Employment, planning, procurement, and auditing

  • Section 35 requires minimum wage compliance:
    • Employment contracts must include a provision that not less than the minimum wage fixed by law shall be paid to persons employed.
  • Section 36 mandates planning within one year:
    • Upon organization, the Board must formulate and report to stockholders with utmost expeditious manner, but no longer than one year, its plans and recommendations for accelerated and balanced development of the region consistent with the Act.
  • Section 37 governs procurement via bidding and exceptions:
    • Purchases of supplies and contracts for services (except personnel services) must be preceded by proper bidding.
    • Bidding is not required when:
      • the amount involved is PHP 5,000.00 or less; or
      • an emergency certified by the General Manager requires immediate delivery/performance.
    • In comparing bids and making awards, the Authority must consider:
      • cost and relative quality/adaptability of supplies or service,
      • bidders’ financial responsibility, skill, experience, integrity, and ability to furnish repairs/maintenance,
      • time of delivery or performance offered,
      • compliance with desired specifications.
  • Section 38 requires internal auditing:
    • The Board provides and appoints an auditor to formulate an auditing system.
    • The auditor must submit semestral and/or annual reports to the Board on the Authority’s financial conditions and operations.
    • Reports must include statements of resources and liabilities, earnings and expenses, paid-up capital stock, surplus, reserved and profits, losses, bad debts, and other facts necessary under auditing rules to describe financial condition and operation accurately.
    • The auditor reports and is directly responsible to the Board.
  • Section 39 requires an external auditor:
    • The Board must retain a reputable auditing firm as the external auditor.
    • The firm must render reports on financial conditions including statements of resources and liabilities, earnings and expenses, paid-up capital stock, surplus, reserves, profits, losses, bad debts, and other necessary facts under auditing rules to describe financial condition accurately.
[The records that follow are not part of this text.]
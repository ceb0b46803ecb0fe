//! Pagination windows over ordered listings.

use serde::{Deserialize, Serialize};

/// Requested pagination parameters as supplied by a caller.
///
/// Values are signed because they come straight from the transport; negative
/// and missing values are normalized by [`compute_window`].
#[derive(Clone, Copy, Debug, Default, PartialEq, Eq, Serialize, Deserialize)]
pub struct Paging {
    pub start: Option<i64>,
    pub limit: Option<i64>,
}

impl Paging {
    pub fn new(start: Option<i64>, limit: Option<i64>) -> Self {
        Self { start, limit }
    }

    /// No pagination: the whole listing.
    pub fn all() -> Self {
        Self::default()
    }

    /// Window for a listing of `total` items.
    pub fn window(&self, total: usize) -> (usize, usize) {
        compute_window(total, self.start, self.limit)
    }
}

/// Compute the `[from, to)` slice window for a listing of `total` items.
///
/// `start` is clamped to `[0, total]`. A missing or non-positive `limit`
/// extends the window to `total`. Always `0 <= from <= to <= total`.
pub fn compute_window(total: usize, start: Option<i64>, limit: Option<i64>) -> (usize, usize) {
    let from = match start {
        Some(s) if s > 0 => usize::try_from(s).unwrap_or(usize::MAX).min(total),
        _ => 0,
    };
    let to = match limit {
        Some(l) if l > 0 => from
            .saturating_add(usize::try_from(l).unwrap_or(usize::MAX))
            .min(total),
        _ => total,
    };
    (from, to)
}

/// One page of a listing together with the size of the full listing.
#[derive(Clone, Debug, PartialEq, Eq, Serialize, Deserialize)]
pub struct Page<T> {
    pub total: usize,
    pub items: Vec<T>,
}

impl<T> Page<T> {
    /// Slice `items` according to `paging`, recording the unsliced total.
    pub fn from_listing(mut items: Vec<T>, paging: Paging) -> Self {
        let total = items.len();
        let (from, to) = paging.window(total);
        items.truncate(to);
        let items = items.split_off(from);
        Self { total, items }
    }
}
Corporate reports, separability, repeal, and effectivity

  • Section 4(g) requires the annual stockholder report on the Authority’s operations and allows stockholders representing a majority to require additional reports within 30 days.
  • Section 40 provides a separability rule: unconstitutional provisions do not affect the validity of other provisions.
  • Section 42 repeals or modifies conflicting laws and regulations: all Acts, charters, executive orders, administrative orders, proclamations, rules and regulations, or parts thereof in conflict with the Act are repealed or modified accordingly.
  • Section 43 states effectivity: the Act takes effect upon approval.
  • Republic Act No. 4850 is approved on July 18, 1966 and is titled “Laguna Lake Development Authority Act.”